It’s common practice for conventional deliveries: baby is placed on mom’s bare chest, immediately after birth. But for babies born by caesarian section, “skin to skin” in the operating room hasn’t usually been an option. Until now.
After a successful pilot program, Covenant Health’s Grey Nuns Community Hospital, the Misericordia Community Hospital and the Bonnyville Health Centre are offering parents of C-section newborns the chance to do skin to skin.
Because the practice requires one nurse in the operating room dedicated to observing the baby, the new initiative sometimes requires extra staff.
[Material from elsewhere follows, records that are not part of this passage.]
//! CLI runner for the getwork work source.
//!
//! Stands in for the enclosing framework: builds the work queue and chain
//! hooks, starts the source, keeps the queue near its fill target by issuing
//! demand tokens, and prints a stats line now and then.

use std::path::PathBuf;
use std::sync::atomic::{AtomicBool, Ordering};
use std::sync::Arc;
use std::thread;
use std::time::{Duration, Instant};

use anyhow::{Context, Result};
use clap::Parser;
use colored::*;
use log::info;

use ironmine_core::{Blockchain, SourceStats, WorkQueue};
use ironmine_getwork::{GetworkConfig, GetworkSource};

#[derive(Parser, Debug)]
#[command(
    name = "ironmine-getwork",
    version,
    about = "Ironmine getwork work source - fetch jobs, upload shares, long poll"
)]
struct Cli {
    /// Pool or node host
    #[arg(long)]
    host: Option<String>,

    /// Pool or node port
    #[arg(long)]
    port: Option<u16>,

    /// Request path on the server
    #[arg(long)]
    path: Option<String>,

    /// HTTP Basic user name
    #[arg(short, long)]
    username: Option<String>,

    /// HTTP Basic password
    #[arg(short, long)]
    password: Option<String>,

    /// Config file path (JSON)
    #[arg(short, long)]
    config: Option<PathBuf>,

    /// Job fetching connections
    #[arg(long)]
    fetchers: Option<usize>,

    /// Share upload connections
    #[arg(long)]
    uploaders: Option<usize>,

    /// Long poll connections (0 disables long polling)
    #[arg(long)]
    long_poll: Option<usize>,

    /// Work queue fill target
    #[arg(long, default_value_t = 8)]
    queue_target: usize,

    /// Seconds between stats lines
    #[arg(long, default_value_t = 30)]
    stats_interval: u64,

    /// Debug logging
    #[arg(long)]
    debug: bool,

    /// Quiet mode (warnings only)
    #[arg(short, long)]
    quiet: bool,
}

fn main() -> Result<()> {
    let cli = Cli::parse();

    if cli.debug {
        env_logger::Builder::from_default_env()
            .filter_level(log::LevelFilter::Debug)
            .init();
    } else if cli.quiet {
        env_logger::Builder::from_default_env()
            .filter_level(log::LevelFilter::Warn)
            .init();
    } else {
        env_logger::Builder::from_default_env()
            .filter_level(log::LevelFilter::Info)
            .init();
    }

    let mut config = match &cli.config {
        Some(path) => GetworkConfig::from_file(path)?,
        None => GetworkConfig::default(),
    };
    if let Some(host) = cli.host {
        config.host = host;
    }
    if let Some(port) = cli.port {
        config.port = port;
    }
    if let Some(path) = cli.path {
        config.path = path;
    }
    if let Some(username) = cli.username {
        config.username = username;
    }
    if let Some(password) = cli.password {
        config.password = password;
    }
    if let Some(fetchers) = cli.fetchers {
        config.getwork_connections = fetchers;
    }
    if let Some(uploaders) = cli.uploaders {
        config.upload_connections = uploaders;
    }
    if let Some(long_poll) = cli.long_poll {
        config.long_poll_connections = long_poll;
    }
    config.validate()?;

    println!(
        "{} {}",
        "ironmine".bright_cyan().bold(),
        format!("getwork work source v{}", env!("CARGO_PKG_VERSION")).dimmed()
    );
    info!("work source: {}", config.work_url());

    let work_queue = Arc::new(WorkQueue::new(cli.queue_target));
    let blockchain = Arc::new(Blockchain::new());
    let stats = Arc::new(SourceStats::new());
    let source = GetworkSource::new(
        config,
        Arc::clone(&work_queue),
        blockchain,
        Arc::clone(&stats),
        None,
    );
    source.start().context("failed to start work source")?;

    let running = Arc::new(AtomicBool::new(true));
    {
        let running = Arc::clone(&running);
        ctrlc::set_handler(move || {
            running.store(false, Ordering::SeqCst);
        })
        .context("failed to install signal handler")?;
    }

    // Demand pump: keep the queue near its fill target, the way the
    // framework scheduler would.
    let mut last_stats = Instant::now();
    while running.load(Ordering::SeqCst) {
        while work_queue.count() < work_queue.target() {
            match source.start_fetcher() {
                Some((1, _)) => continue,
                // all workers busy, or the source is stopped
                _ => break,
            }
        }

        if last_stats.elapsed() >= Duration::from_secs(cli.stats_interval.max(1)) {
            last_stats = Instant::now();
            let snap = source.statistics();
            info!(
                "jobs {} | accepted {} | rejected {} | retries {} | errors {} | rollntime {} | longpoll {}",
                snap.jobs_received,
                snap.shares_accepted,
                snap.shares_rejected,
                snap.submit_retries,
                snap.transport_errors,
                match snap.supports_rollntime {
                    Some(true) => "yes",
                    Some(false) => "no",
                    None => "?",
                },
                if source.signals_new_block() { "on" } else { "off" },
            );
        }

        thread::sleep(Duration::from_millis(500));
    }

    info!("shutting down");
    source.stop();
    Ok(())
}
But other changes are minor: adding a chair for dad to comfortably hold baby and moving mom’s heart monitors from her chest to her back.
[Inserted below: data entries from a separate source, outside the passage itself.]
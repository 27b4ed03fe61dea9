//! The getwork work source.
//!
//! Adapts a remote getwork server to the framework: fetchers pull candidate
//! headers on demand, uploaders ship found nonces back, long poll listeners
//! flush outstanding work when the chain moves. Lifecycle and the hooks the
//! framework calls live here; the worker loops live in their own modules.

use std::sync::atomic::{AtomicU32, AtomicUsize, Ordering};
use std::sync::Arc;
use std::thread::{self, JoinHandle};
use std::time::{Duration, Instant};

use crossbeam::channel::{self, Sender};
use log::{debug, info, warn};
use parking_lot::{Mutex, RwLock};

use ironmine_core::{Blockchain, Job, NonceHandler, SourceStats, StatsSnapshot, WorkQueue};

use crate::config::GetworkConfig;
use crate::coordinator::Coordinator;
use crate::error::{Result, SourceError};
use crate::fetcher;
use crate::uploader::{self, UploadMessage};

/// How long `stop()` waits for each worker before abandoning it. A worker
/// stuck in blocking I/O exits at its next suspension point.
const JOIN_WAIT: Duration = Duration::from_secs(1);

pub struct GetworkSource {
    pub(crate) config: RwLock<GetworkConfig>,
    pub(crate) coordinator: Coordinator,
    pub(crate) work_queue: Arc<WorkQueue>,
    pub(crate) blockchain: Arc<Blockchain>,
    pub(crate) stats: Arc<SourceStats>,
    pub(crate) nonce_handler: Option<Arc<dyn NonceHandler>>,
    pub(crate) upload_tx: Mutex<Option<Sender<UploadMessage>>>,
    /// Number of live fetcher threads; zero while stopped. `start_fetcher`
    /// reports failure when there is nobody to signal.
    pub(crate) fetcher_threads: AtomicUsize,
    consecutive_errors: AtomicU32,
    runtime: Mutex<Runtime>,
}

#[derive(Default)]
struct Runtime {
    started: bool,
    active: Option<Arc<GetworkConfig>>,
    fetchers: Vec<JoinHandle<()>>,
    uploaders: Vec<JoinHandle<()>>,
}

impl GetworkSource {
    pub fn new(
        config: GetworkConfig,
        work_queue: Arc<WorkQueue>,
        blockchain: Arc<Blockchain>,
        stats: Arc<SourceStats>,
        nonce_handler: Option<Arc<dyn NonceHandler>>,
    ) -> Arc<Self> {
        Arc::new(Self {
            config: RwLock::new(config),
            coordinator: Coordinator::new(),
            work_queue,
            blockchain,
            stats,
            nonce_handler,
            upload_tx: Mutex::new(None),
            fetcher_threads: AtomicUsize::new(0),
            consecutive_errors: AtomicU32::new(0),
            runtime: Mutex::new(Runtime::default()),
        })
    }

    /// Spawn the fetcher and uploader pools. Long poll listeners are spawned
    /// later, by the first fetch response that advertises a long poll URL.
    pub fn start(self: &Arc<Self>) -> Result<()> {
        let cfg = Arc::new(self.config.read().clone());
        cfg.validate().map_err(|err| SourceError::Config(err.to_string()))?;

        let mut runtime = self.runtime.lock();
        if runtime.started {
            return Ok(());
        }

        self.coordinator.reset_for_start();
        self.stats.set_supports_rollntime(None);
        self.consecutive_errors.store(0, Ordering::Relaxed);
        let generation = self.coordinator.generation();

        let (tx, rx) = channel::unbounded();
        *self.upload_tx.lock() = Some(tx);

        let mut fetchers = Vec::with_capacity(cfg.getwork_connections);
        for i in 0..cfg.getwork_connections {
            let source = Arc::clone(self);
            let worker_cfg = Arc::clone(&cfg);
            let handle = thread::Builder::new()
                .name(format!("{}_fetcher_{}", cfg.name, i))
                .spawn(move || fetcher::fetcher_loop(source, worker_cfg, generation))?;
            fetchers.push(handle);
        }

        let mut uploaders = Vec::with_capacity(cfg.upload_connections);
        for i in 0..cfg.upload_connections {
            let source = Arc::clone(self);
            let worker_cfg = Arc::clone(&cfg);
            let worker_rx = rx.clone();
            let handle = thread::Builder::new()
                .name(format!("{}_uploader_{}", cfg.name, i))
                .spawn(move || uploader::uploader_loop(source, worker_cfg, worker_rx, generation))?;
            uploaders.push(handle);
        }

        info!(
            "{}: started {} fetcher(s), {} uploader(s) for {}",
            cfg.name,
            fetchers.len(),
            uploaders.len(),
            cfg.work_url()
        );

        self.fetcher_threads.store(fetchers.len(), Ordering::Relaxed);
        runtime.fetchers = fetchers;
        runtime.uploaders = uploaders;
        runtime.active = Some(cfg);
        runtime.started = true;
        Ok(())
    }

    /// Poison long poll listeners, wake every worker and join with a bounded
    /// wait. Workers stuck in blocking I/O are abandoned; the generation
    /// counter keeps them from rejoining a later pool.
    pub fn stop(&self) {
        let mut runtime = self.runtime.lock();
        if !runtime.started {
            return;
        }
        debug!("stopping getwork work source");

        self.coordinator.bump_run_cycle();
        self.coordinator.begin_shutdown();

        if let Some(tx) = self.upload_tx.lock().take() {
            for _ in 0..runtime.uploaders.len() {
                let _ = tx.send(UploadMessage::Shutdown);
            }
        }

        for handle in runtime.fetchers.drain(..) {
            join_with_timeout(handle, JOIN_WAIT);
        }
        for handle in runtime.uploaders.drain(..) {
            join_with_timeout(handle, JOIN_WAIT);
        }

        self.fetcher_threads.store(0, Ordering::Relaxed);
        runtime.active = None;
        runtime.started = false;
        info!("getwork work source stopped");
    }

    pub fn is_started(&self) -> bool {
        self.runtime.lock().started
    }

    /// Stop and start again without blocking the caller.
    pub fn async_restart(self: &Arc<Self>) {
        let source = Arc::clone(self);
        let spawned = thread::Builder::new()
            .name("getwork_restart".to_string())
            .spawn(move || {
                source.stop();
                if let Err(err) = source.start() {
                    warn!("restart failed: {}", err);
                }
            });
        if let Err(err) = spawned {
            warn!("could not spawn restart thread: {}", err);
        }
    }

    /// Install a new configuration. Changes to host, port or connection
    /// counts restart the pools; everything else applies on the next start.
    pub fn apply_config(self: &Arc<Self>, new: GetworkConfig) {
        let restart = {
            let runtime = self.runtime.lock();
            match &runtime.active {
                Some(active) if runtime.started => new.needs_restart(active),
                _ => false,
            }
        };
        *self.config.write() = new;
        if restart {
            self.async_restart();
        }
    }

    pub fn signals_new_block(&self) -> bool {
        self.coordinator.state.lock().signals_new_block
    }

    pub fn long_poll_url(&self) -> Option<String> {
        self.coordinator.state.lock().long_poll_url.clone()
    }

    pub fn statistics(&self) -> StatsSnapshot {
        self.stats.snapshot()
    }

    pub(crate) fn push_jobs(&self, jobs: Vec<Job>, label: &str) {
        debug!("pushing {} job(s) from {}", jobs.len(), label);
        self.stats.add_jobs_received(jobs.len() as u64);
        self.work_queue.push(jobs);
    }

    pub(crate) fn cancel_jobs(&self) {
        self.work_queue.cancel_all();
    }

    pub(crate) fn handle_success(&self) {
        self.consecutive_errors.store(0, Ordering::Relaxed);
    }

    pub(crate) fn handle_error(&self, on_submit: bool) {
        self.stats.transport_error();
        let run = self.consecutive_errors.fetch_add(1, Ordering::Relaxed) + 1;
        debug!("source error #{} (submit: {})", run, on_submit);
    }

    pub(crate) fn retired(&self, generation: u64) -> bool {
        self.coordinator.retired(generation)
    }
}

fn join_with_timeout(handle: JoinHandle<()>, limit: Duration) {
    let deadline = Instant::now() + limit;
    while !handle.is_finished() && Instant::now() < deadline {
        thread::sleep(Duration::from_millis(10));
    }
    if handle.is_finished() {
        let _ = handle.join();
    } else {
        debug!(
            "worker {} still blocked at stop, abandoning",
            handle.thread().name().unwrap_or("<unnamed>")
        );
    }
}

#[cfg(test)]
mod tests {
    use super::*;
    use crate::config::GetworkConfig;

    fn stopped_source(host: &str) -> Arc<GetworkSource> {
        GetworkSource::new(
            GetworkConfig { host: host.into(), ..Default::default() },
            Arc::new(WorkQueue::new(4)),
            Arc::new(Blockchain::new()),
            Arc::new(SourceStats::new()),
            None,
        )
    }

    #[test]
    fn start_rejects_missing_host() {
        let source = stopped_source("");
        assert!(source.start().is_err());
        assert!(!source.is_started());
        assert_eq!(source.start_fetcher(), None);
    }

    #[test]
    fn apply_config_while_stopped_only_stores() {
        let source = stopped_source("pool.example");
        let mut next = source.config.read().clone();
        next.host = "other.example".into();
        next.getwork_connections = 4;
        source.apply_config(next);
        assert_eq!(source.config.read().host, "other.example");
        assert!(!source.is_started());
    }

    #[test]
    fn stop_before_start_is_a_no_op() {
        let source = stopped_source("pool.example");
        source.stop();
        assert!(!source.is_started());
    }
}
Clinical nurse educator Heidi de Lange says any extra effort is worth it when it comes to a baby’s health.
“(Skin to skin) helps (newborns) to stabilize their heart rate, stabilize their breathing (and) helps them to stay warm,” de Lange explained.
“(Research) shows that babies who go skin to skin initially after birth usually initiate breastfeeding sooner and have been able to breastfeed longer.”
She adds there are also benefits for mothers.
“It actually stimulates the oxytocin in the mom’s system, which is what helps the milk production and helps… release of that happy hormone.”
Robin Forslund of Sherwood Park wasn’t able to do skin to skin with her first daughter. Avery was born by emergency C-section in 2013.
But delivering her new baby, Ainsley, by planned C-section in September was a better experience. Though Forslund wasn’t feeling well for the first few minutes, Ainsley’s father, Jordon, was allowed to hold her skin to skin immediately after birth. Then came mom’s turn.
“Going through surgery and having a baby is a little bit of an anxious experience,” Forslund said.
“So really, just holding her, it made everything just feel… right.”
Ainsley started breastfeeding 15 minutes later.
The Grey Nuns Hospital delivers about 550 babies per month. About 30 per cent are born by C-section. Since the program started in the spring, de Lange says most parents have been able to do skin to skin.